Yes..good for the College and for the Regiment, but I wonder about this statement. Military service typically produces a set of human skills and attributes that many employers would kill to have in their work force: the ability to show up on time, to do what you're told, to follow policies and rules, to take responsibility, and to function as part of a team. Apparently, at age 39, this individual has not been able to capitalize on any of these. 



> "They come back from a commission overseas and there is really no job for them because they need some skills training.



I'm sorry...what? This doesn't even make sense. Were most Reservists who deployed to Afgh chronically unemployed on civvy street or did they actually already have civvy jobs that they left/took LOA from?


----------



## dapaterson (5 Mar 2014)

pbi said:
			
		

> Were most Reservists who deployed to Afgh chronically unemployed on civvy street or did they actually already have civvy jobs that they left/took LOA from?



Of those I know, less than 1 in 10 did not have meaningful work to return to post-deployment.  On the other hand, I know a few who took pay cuts to deploy, and others who lost out on promotion opportunities while deployed.


(And one who deployed at the last minute, because, apparently, 100+ Reg F Inf LCols and nearly 400 Reg F Inf Majs were all allegedly employed in higher priorities than Afghanistan...)


----------



## pbi (5 Mar 2014)

dapaterson said:
			
		

> Of those I know, less than 1 in 10 did not have meaningful work to return to post-deployment.  On the other hand, I know a few who took pay cuts to deploy, and others who lost out on promotion opportunities while deployed.


As I expected: not the hapless lot of unemployables this article suggests. There is a difference between Reservists who lost a good job or a promotion they had before deploying, and someone who has not ever had a meaningful job. I'm not sure how much going to Afghanistan or Bosnia actually has to do with the latter case.


----------



## Jarnhamar (5 Mar 2014)

pbi said:
			
		

> I don't like the image of Reservists that this article projects.
> 
> Yes..good for the College and for the Regiment, but I wonder about this statement. Military service typically produces a set of human skills and attributes that many employers would kill to have in their work force: the ability to show up on time, to do what you're told, to follow policies and rules, to take responsibility, and to function as part of a team. Apparently, at age 39, this individual has not been able to capitalize on any of these. I wonder why he is a Cpl after 23 years of service? Is it just his choice to never take leadership training?
> 
> I'm sorry...what? This doesn't even make sense. Were most Reservists who deployed to Afgh chronically unemployed on civvy street or did they actually already have civvy jobs that they left/took LOA from?
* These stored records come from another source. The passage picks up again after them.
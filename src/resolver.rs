//! Backend resolver - operation name to implementing artifact
//!
//! Loaded libraries are memoized per operation, so each library is opened
//! once and stays mapped while any handle or call still refers to it.

use dashmap::mapref::entry::Entry;
use dashmap::DashMap;
use std::collections::HashMap;
use std::path::{Path, PathBuf};
use std::sync::Arc;

use crate::bridge::ImplDetails;
use crate::config::{DispatchConfig, OperationConfig};
use crate::errors::{DispatchError, ErrorKind, Result};
use crate::native::{Library, LoadError};

/// What implements an operation
#[derive(Debug, Clone, PartialEq, Eq)]
pub enum Artifact {
    Native { library: PathBuf },
    Embedded { details: ImplDetails },
}

pub struct BackendResolver {
    table: HashMap<String, Artifact>,
    cache: DashMap<String, Arc<Library>>,
}

impl BackendResolver {
    pub fn new(config: &DispatchConfig) -> Result<Self> {
        let mut table = HashMap::with_capacity(config.operations.len());
        for (name, op) in &config.operations {
            let artifact = match op {
                OperationConfig::Native { library } => Artifact::Native {
                    library: config.library_path(library),
                },
                OperationConfig::Embedded { module, name: qualified } => Artifact::Embedded {
                    details: ImplDetails::new(module.clone(), qualified.clone())
                        .map_err(|e| e.in_context(name.as_str()))?,
                },
            };
            table.insert(name.clone(), artifact);
        }

        Ok(Self::from_table(table))
    }

    pub fn from_table(table: HashMap<String, Artifact>) -> Self {
        Self {
            table,
            cache: DashMap::new(),
        }
    }

    /// Names of every registered operation
    pub fn operations(&self) -> impl Iterator<Item = &str> {
        self.table.keys().map(String::as_str)
    }

    pub fn artifact(&self, operation: &str) -> Result<&Artifact> {
        self.table
            .get(operation)
            .ok_or_else(|| DispatchError::unknown_operation(operation))
    }

    /// Library file implementing a native operation
    pub fn library_path(&self, operation: &str) -> Result<&Path> {
        match self.artifact(operation)? {
            Artifact::Native { library } => Ok(library),
            Artifact::Embedded { .. } => Err(DispatchError::new(ErrorKind::BackendMismatch {
                expected: "native".to_string(),
                found: "embedded".to_string(),
            })
            .in_context(operation)),
        }
    }

    /// Library implementing `operation`, opened on first use and cached.
    pub fn load_library(&self, operation: &str) -> Result<Arc<Library>> {
        if let Some(library) = self.cache.get(operation).map(|r| Arc::clone(r.value())) {
            return Ok(library);
        }

        let path = self.library_path(operation)?;
        // The vacant entry keeps its shard locked, so racing first uses open the library once.
        match self.cache.entry(operation.to_string()) {
            Entry::Occupied(entry) => Ok(Arc::clone(entry.get())),
            Entry::Vacant(entry) => {
                let library = Arc::new(open(operation, path)?);
                entry.insert(Arc::clone(&library));
                Ok(library)
            }
        }
    }

    /// Drop the cached library for `operation` and open it again.
    ///
    /// Handles loaded earlier keep the previous mapping alive until they are unloaded.
    pub fn reload(&self, operation: &str) -> Result<Arc<Library>> {
        self.cache.remove(operation);
        self.load_library(operation)
    }

    pub fn is_cached(&self, operation: &str) -> bool {
        self.cache.contains_key(operation)
    }

    pub fn cached_count(&self) -> usize {
        self.cache.len()
    }
}

fn open(operation: &str, path: &Path) -> Result<Library> {
    let library = Library::open(path).map_err(|e| {
        let detail = match e {
            LoadError::InvalidName => "invalid library name".to_string(),
            LoadError::LoadFailed(msg) => msg,
        };
        DispatchError::new(ErrorKind::LibraryLoad {
            library: path.to_path_buf(),
            detail,
        })
        .in_context(operation)
    })?;

    tracing::debug!(operation, library = %path.display(), "library loaded");
    Ok(library)
}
Couldn't agree more with your post.

It seems like an amazing gesture by the Robar Centre.

The soldier in the story hasn't had meaningful work since going to Bosnia in *1998*. That strikes me as being more of a home grown problem rather than something deploying overseas created.  
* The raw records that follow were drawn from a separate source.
//! Logging infrastructure - structured tracing across the dispatch layer
//!
//! Design: `tracing` events with structured fields at every boundary
//! (resolution, library loads, calls, callback wrapping, load/unload).
//! - Configurable level, overridable through `RUST_LOG`
//! - Optional daily rolling log file
//! - Human-readable or JSON output

use once_cell::sync::OnceCell;
use std::io;
use std::path::{Path, PathBuf};
use tracing::Level;
use tracing_appender::non_blocking::WorkerGuard;
use tracing_subscriber::{
    fmt::{self, format::FmtSpan},
    layer::SubscriberExt,
    util::SubscriberInitExt,
    EnvFilter, Layer, Registry,
};

use crate::errors::DispatchError;

pub const LOG_LEVEL_ENV: &str = "OIF_LOG_LEVEL";
pub const LOG_FILE_ENV: &str = "OIF_LOG_FILE";
pub const LOG_JSON_ENV: &str = "OIF_LOG_JSON";
pub const LOG_SPANS_ENV: &str = "OIF_LOG_SPANS";

/// Set once; holds the file writer's guard so buffered lines are flushed at exit
static LOGGER: OnceCell<Option<WorkerGuard>> = OnceCell::new();

/// Logging configuration
#[derive(Debug, Clone, PartialEq, Eq)]
pub struct LogConfig {
    /// Default log level
    pub level: Level,
    /// Log file path; logs go to stderr when unset
    pub log_path: Option<PathBuf>,
    /// Enable JSON format (vs human-readable)
    pub json_format: bool,
    /// Show span events (enter/exit)
    pub show_spans: bool,
}

impl Default for LogConfig {
    fn default() -> Self {
        Self {
            level: Level::WARN,
            log_path: None,
            json_format: false,
            show_spans: false,
        }
    }
}

fn parse_level(level: &str) -> Option<Level> {
    match level.to_lowercase().as_str() {
        "trace" => Some(Level::TRACE),
        "debug" => Some(Level::DEBUG),
        "info" => Some(Level::INFO),
        "warn" | "warning" => Some(Level::WARN),
        "error" => Some(Level::ERROR),
        _ => None,
    }
}

fn is_truthy(value: &str) -> bool {
    !matches!(value.to_lowercase().as_str(), "" | "0" | "false" | "no" | "off")
}

impl LogConfig {
    /// Create config from environment variables
    pub fn from_env() -> Self {
        Self::from_lookup(|key| std::env::var(key).ok())
    }

    fn from_lookup(lookup: impl Fn(&str) -> Option<String>) -> Self {
        let mut config = Self::default();

        // OIF_LOG_LEVEL: trace, debug, info, warn, error
        if let Some(level) = lookup(LOG_LEVEL_ENV).as_deref().and_then(parse_level) {
            config.level = level;
        }

        config.log_path = lookup(LOG_FILE_ENV).filter(|p| !p.is_empty()).map(PathBuf::from);
        config.json_format = lookup(LOG_JSON_ENV).map_or(false, |v| is_truthy(&v));
        config.show_spans = lookup(LOG_SPANS_ENV).map_or(false, |v| is_truthy(&v));
        config
    }

    /// Verbose console logging for debugging a host process
    pub fn debug() -> Self {
        Self {
            level: Level::DEBUG,
            show_spans: true,
            ..Self::default()
        }
    }
}

/// Initialize logging from the environment
pub fn init() {
    init_with_config(LogConfig::from_env());
}

/// Initialize logging with custom configuration; later calls are no-ops.
pub fn init_with_config(config: LogConfig) {
    LOGGER.get_or_init(|| {
        let env_filter = EnvFilter::try_from_default_env().unwrap_or_else(|_| {
            EnvFilter::new(format!("oif_dispatch={}", config.level.as_str().to_lowercase()))
        });

        let span_events = if config.show_spans {
            FmtSpan::NEW | FmtSpan::CLOSE
        } else {
            FmtSpan::NONE
        };

        let (writer, guard) = match &config.log_path {
            Some(path) => {
                let (dir, prefix) = split_log_path(path);
                let appender = tracing_appender::rolling::daily(dir, prefix);
                let (writer, guard) = tracing_appender::non_blocking(appender);
                (tracing_subscriber::fmt::writer::BoxMakeWriter::new(writer), Some(guard))
            }
            None => (tracing_subscriber::fmt::writer::BoxMakeWriter::new(io::stderr), None),
        };

        let layer: Box<dyn Layer<Registry> + Send + Sync> = if config.json_format {
            fmt::layer()
                .json()
                .with_writer(writer)
                .with_span_events(span_events)
                .boxed()
        } else {
            fmt::layer()
                .with_writer(writer)
                .with_span_events(span_events)
                .with_ansi(config.log_path.is_none())
                .with_target(true)
                .with_thread_ids(cfg!(debug_assertions))
                .boxed()
        };

        // A host may have installed its own subscriber already; keep it.
        let _ = tracing_subscriber::registry().with(layer).with(env_filter).try_init();
        guard
    });
}

fn split_log_path(path: &Path) -> (PathBuf, PathBuf) {
    let dir = match path.parent() {
        Some(parent) if !parent.as_os_str().is_empty() => parent.to_path_buf(),
        _ => PathBuf::from("."),
    };
    let prefix = path
        .file_name()
        .map(PathBuf::from)
        .unwrap_or_else(|| PathBuf::from("oif_dispatch.log"));
    (dir, prefix)
}

/// Check if logging is initialized
pub fn is_initialized() -> bool {
    LOGGER.get().is_some()
}

/// Log a failure reported across the C ABI
pub fn log_call_failure(entry_point: &str, err: &DispatchError) {
    tracing::error!(
        event = "call_failed",
        entry_point,
        category = ?err.category(),
        status = err.status_code(),
        "{}",
        err
    );
}

/// Log a panic caught at the C ABI
pub fn log_panic(entry_point: &str, message: &str) {
    tracing::error!(
        event = "panic",
        entry_point,
        message,
        "panic caught at the C boundary"
    );
}

#[cfg(test)]
mod tests {
    use super::*;
    use std::collections::HashMap;

    fn config_from(vars: &[(&str, &str)]) -> LogConfig {
        let vars: HashMap<String, String> = vars
            .iter()
            .map(|(k, v)| (k.to_string(), v.to_string()))
            .collect();
        LogConfig::from_lookup(|key| vars.get(key).cloned())
    }

    #[test]
    fn test_config_defaults() {
        let config = config_from(&[]);
        assert_eq!(config, LogConfig::default());
        assert_eq!(config.level, Level::WARN);
        assert!(config.log_path.is_none());
    }

    #[test]
    fn test_config_from_variables() {
        let config = config_from(&[
            (LOG_LEVEL_ENV, "Debug"),
            (LOG_FILE_ENV, "/var/log/oif/dispatch.log"),
            (LOG_JSON_ENV, "1"),
            (LOG_SPANS_ENV, "false"),
        ]);
        assert_eq!(config.level, Level::DEBUG);
        assert_eq!(config.log_path, Some(PathBuf::from("/var/log/oif/dispatch.log")));
        assert!(config.json_format);
        assert!(!config.show_spans);
    }

    #[test]
    fn test_unknown_level_keeps_default() {
        assert_eq!(config_from(&[(LOG_LEVEL_ENV, "loud")]).level, Level::WARN);
    }

    #[test]
    fn test_split_log_path() {
        assert_eq!(
            split_log_path(Path::new("/tmp/oif/dispatch.log")),
            (PathBuf::from("/tmp/oif"), PathBuf::from("dispatch.log"))
        );
        assert_eq!(
            split_log_path(Path::new("dispatch.log")),
            (PathBuf::from("."), PathBuf::from("dispatch.log"))
        );
    }

    #[test]
    fn test_init_idempotent() {
        init();
        init(); // Should not panic
        assert!(is_initialized());
    }
}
I hate to say it but from personal experience I see the problem isn't so much being unskilled  somehow because they choose to deploy overseas but rather being unskilled before they chose deploy and/or having a bad attitude when they get home. 
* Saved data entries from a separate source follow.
//! Structured description of an embedded implementation module

use core::fmt;
use core::str::FromStr;
use std::path::{Component, Path, PathBuf};

use crate::errors::{DispatchError, ErrorKind, Result};

/// Which module to load and the name the runtime knows it by.
///
/// `module_path` is relative to the implementation directory and may not
/// leave it; `qualified_name` is a dotted identifier such as `qeq.py_qeq`.
#[derive(Debug, Clone, PartialEq, Eq, Hash)]
pub struct ImplDetails {
    pub module_path: PathBuf,
    pub qualified_name: String,
}

impl ImplDetails {
    pub fn new(module_path: impl Into<PathBuf>, qualified_name: impl Into<String>) -> Result<Self> {
        let details = Self {
            module_path: module_path.into(),
            qualified_name: qualified_name.into(),
        };
        details.check()?;
        Ok(details)
    }

    /// Decode the legacy `"<module-path> <qualified-name>"` form.
    ///
    /// The string splits at its first ASCII space. Everything before it is
    /// the path, everything after it the name, so a second space lands in
    /// the name and is rejected there.
    pub fn parse(details: &str) -> Result<Self> {
        if details.contains('\0') {
            return Err(malformed(details, "contains a NUL byte"));
        }
        let (path, name) = details
            .split_once(' ')
            .ok_or_else(|| malformed(details, "expected '<module-path> <qualified-name>'"))?;

        Self::new(path, name).map_err(|mut e| {
            if let ErrorKind::MalformedDetails { details: raw, .. } = &mut e.kind {
                *raw = details.to_string();
            }
            e
        })
    }

    fn check(&self) -> Result<()> {
        let label = self.to_string();
        check_module_path(&self.module_path).map_err(|reason| malformed(&label, reason))?;
        check_qualified_name(&self.qualified_name).map_err(|reason| malformed(&label, reason))
    }

    /// Location of the module below `impl_dir`
    pub fn resolve(&self, impl_dir: &Path) -> PathBuf {
        impl_dir.join(&self.module_path)
    }
}

fn malformed(details: &str, reason: impl Into<String>) -> DispatchError {
    DispatchError::new(ErrorKind::MalformedDetails {
        details: details.to_string(),
        reason: reason.into(),
    })
}

fn check_module_path(path: &Path) -> core::result::Result<(), &'static str> {
    if path.as_os_str().is_empty() {
        return Err("module path is empty");
    }
    if path.to_string_lossy().contains('\0') {
        return Err("module path contains a NUL byte");
    }
    if !path.is_relative() {
        return Err("module path must be relative to the implementation directory");
    }
    let escapes = path.components().any(|c| {
        matches!(c, Component::ParentDir | Component::RootDir | Component::Prefix(_))
    });
    if escapes {
        return Err("module path may not leave the implementation directory");
    }
    Ok(())
}

fn check_qualified_name(name: &str) -> core::result::Result<(), &'static str> {
    if name.is_empty() {
        return Err("qualified name is empty");
    }
    if name.contains(char::is_whitespace) {
        return Err("qualified name contains whitespace");
    }
    let valid = name.split('.').all(|segment| {
        let mut chars = segment.chars();
        matches!(chars.next(), Some(c) if c == '_' || c.is_alphabetic())
            && chars.all(|c| c == '_' || c.is_alphanumeric())
    });
    if !valid {
        return Err("qualified name must be a dotted identifier");
    }
    Ok(())
}

impl FromStr for ImplDetails {
    type Err = DispatchError;

    fn from_str(s: &str) -> Result<Self> {
        Self::parse(s)
    }
}

impl fmt::Display for ImplDetails {
    fn fmt(&self, f: &mut fmt::Formatter<'_>) -> fmt::Result {
        write!(f, "{} {}", self.module_path.display(), self.qualified_name)
    }
}

#[cfg(test)]
mod tests {
    use super::*;
    use crate::errors::ErrorCategory;
    use proptest::prelude::*;

    fn reason(details: &str) -> String {
        match ImplDetails::parse(details).unwrap_err().kind {
            ErrorKind::MalformedDetails { reason, .. } => reason,
            other => panic!("unexpected {:?}", other),
        }
    }

    #[test]
    fn test_parse_valid() {
        let details: ImplDetails = "qeq/py_qeq/qeq.py qeq.py_qeq".parse().unwrap();
        assert_eq!(details.module_path, PathBuf::from("qeq/py_qeq/qeq.py"));
        assert_eq!(details.qualified_name, "qeq.py_qeq");
        assert_eq!(details.to_string(), "qeq/py_qeq/qeq.py qeq.py_qeq");
    }

    #[test]
    fn test_missing_separator() {
        let err = ImplDetails::parse("qeq.py").unwrap_err();
        assert_eq!(err.category(), ErrorCategory::Argument);
        assert!(reason("qeq.py").contains("expected"));
        assert!(ImplDetails::parse("").is_err());
    }

    #[test]
    fn test_empty_tokens() {
        assert_eq!(reason(" qeq"), "module path is empty");
        assert_eq!(reason("qeq.py "), "qualified name is empty");
        assert_eq!(reason(" "), "module path is empty");
    }

    #[test]
    fn test_extra_separator_lands_in_name() {
        assert_eq!(reason("qeq.py qeq extra"), "qualified name contains whitespace");
        assert_eq!(reason("qeq.py  qeq"), "qualified name contains whitespace");
    }

    #[test]
    fn test_tab_is_not_a_separator() {
        assert!(reason("qeq.py\tqeq").contains("expected"));
    }

    #[test]
    fn test_nul_byte_rejected() {
        assert_eq!(reason("qeq.py q\0eq"), "contains a NUL byte");
    }

    #[test]
    fn test_path_may_not_escape() {
        assert!(reason("../qeq.py qeq").contains("leave"));
        assert!(reason("/etc/qeq.py qeq").contains("relative"));
    }

    #[test]
    fn test_name_must_be_identifier() {
        assert!(reason("qeq.py 1qeq").contains("dotted identifier"));
        assert!(reason("qeq.py qeq..impl").contains("dotted identifier"));
        assert!(reason("qeq.py qeq-impl").contains("dotted identifier"));
        assert!(ImplDetails::parse("qeq.py _private.mod2").is_ok());
    }

    #[test]
    fn test_resolve_joins_impl_dir() {
        let details = ImplDetails::new("ivp/euler.py", "euler").unwrap();
        assert_eq!(
            details.resolve(Path::new("/srv/oif_impl/impl")),
            PathBuf::from("/srv/oif_impl/impl/ivp/euler.py")
        );
    }

    proptest! {
        #[test]
        fn prop_display_parses_back(
            dirs in prop::collection::vec("[a-z_][a-z0-9_]{0,6}", 1..4),
            name in "[A-Za-z_][A-Za-z0-9_]{0,8}(\\.[A-Za-z_][A-Za-z0-9_]{0,8}){0,2}",
        ) {
            let details = ImplDetails::new(dirs.join("/") + ".py", name).unwrap();
            let parsed = ImplDetails::parse(&details.to_string()).unwrap();
            prop_assert_eq!(parsed, details);
        }

        #[test]
        fn prop_parse_never_panics(s in "\\PC{0,40}") {
            let _ = ImplDetails::parse(&s);
        }
    }
}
There's guys and girls who join the Police, regular force, CSIS, fire department, CANSOF, get BAs and Masters in school, go to college, start businesses.  Then there are guys and girls who go on unemployment for a year bitch about how much the reserves sucks and act like their unit owes them class B contracts.


----------



## dapaterson (5 Mar 2014)

Keep in mind, though, "successful before she left and successful after" is nowhere near as interesting...


----------



## Chanada (5 Mar 2014)

There are two sides to every story and I won’t apologize for a story that should have been better written.  However, to suggest that failure to achieve rank equals failure or that only recent overseas service is relevant is very simplistic. I was Cpl Battersby’s CO…He is without doubt one of the most reliable and “can-do” soldiers I have ever had the pleasure of working with.  He is the guy in the unit that when it was announced 200 people broke into applause because he is a great example of solid soldier and a fine Argyll.  He  lives in Hamilton where employment prospects outside the public sector are very limited and there are no quick fixes or even a pool of Cl B posns to take off the pressure.  It’s a huge issue, and this programme is an attempt to eat the elephant one bite at a time…not a lot of flash... but meaningful outcome.
His problems with deployment and courses have nothing to do with motivation or ability…they have to do with personal family issues that if you did know them you would be amazed at the level of commitment and dedication he has been able to maintain - just soldiering on.
The aim of the Robar-Argyll Scholarship is to keep good soldiers in the Reserve Army...in their units and to make them happy soldiers with happy families so that they can be employed and deployed…The scholarship is actually awarded by an application process and Cpl Battersby was hands down the first and popular choice throughout the chain of command and in all three messes.


----------



## Bruce Monkhouse (5 Mar 2014)

Chanada said:
			
		

> There are two sides to every story and I won’t apologize for a story that should have been better written.  However, to suggest that failure to achieve rank equals failure or that only recent overseas service is relevant is very simplistic. I was Cpl Battersby’s CO…He is without doubt one of the most reliable and “can-do” soldiers I have ever had the pleasure of working with.  He is the guy in the unit that when it was announced 200 people broke into applause because he is a great example of solid soldier and a fine Argyll.  He  lives in Hamilton where employment prospects outside the public sector are very limited and there are no quick fixes or even a pool of Cl B posns to take off the pressure.  It’s a huge issue, and this programme is an attempt to eat the elephant one bite at a time…not a lot of flash... but meaningful outcome.
> His problems with deployment and courses have nothing to do with motivation or ability…they have to do with personal family issues that if you did know them you would be amazed at the level of commitment and dedication he has been able to maintain - just soldiering on.
> The aim of the Robar-Argyll Scholarship is to keep good soldiers in the Reserve Army...in their units and to make them happy soldiers with happy families so that they can be employed and deployed…The scholarship is actually awarded by an application process and Cpl Battersby was hands down the first and popular choice throughout the chain of command and in all three messes.



Thanks for that.


----------



## ArmyRick (6 Mar 2014)

I would say this is a great initiative for the soldiers. If more educational institutions and private companies took similar initiatives for reservist and reg force releasing, it would certainly be a win-win situation. In my civy job (resort not the farm one) I am greatly appreciated for my "military can-do and get 'er done attitude".


----------



## HeavyMusic (7 Mar 2014)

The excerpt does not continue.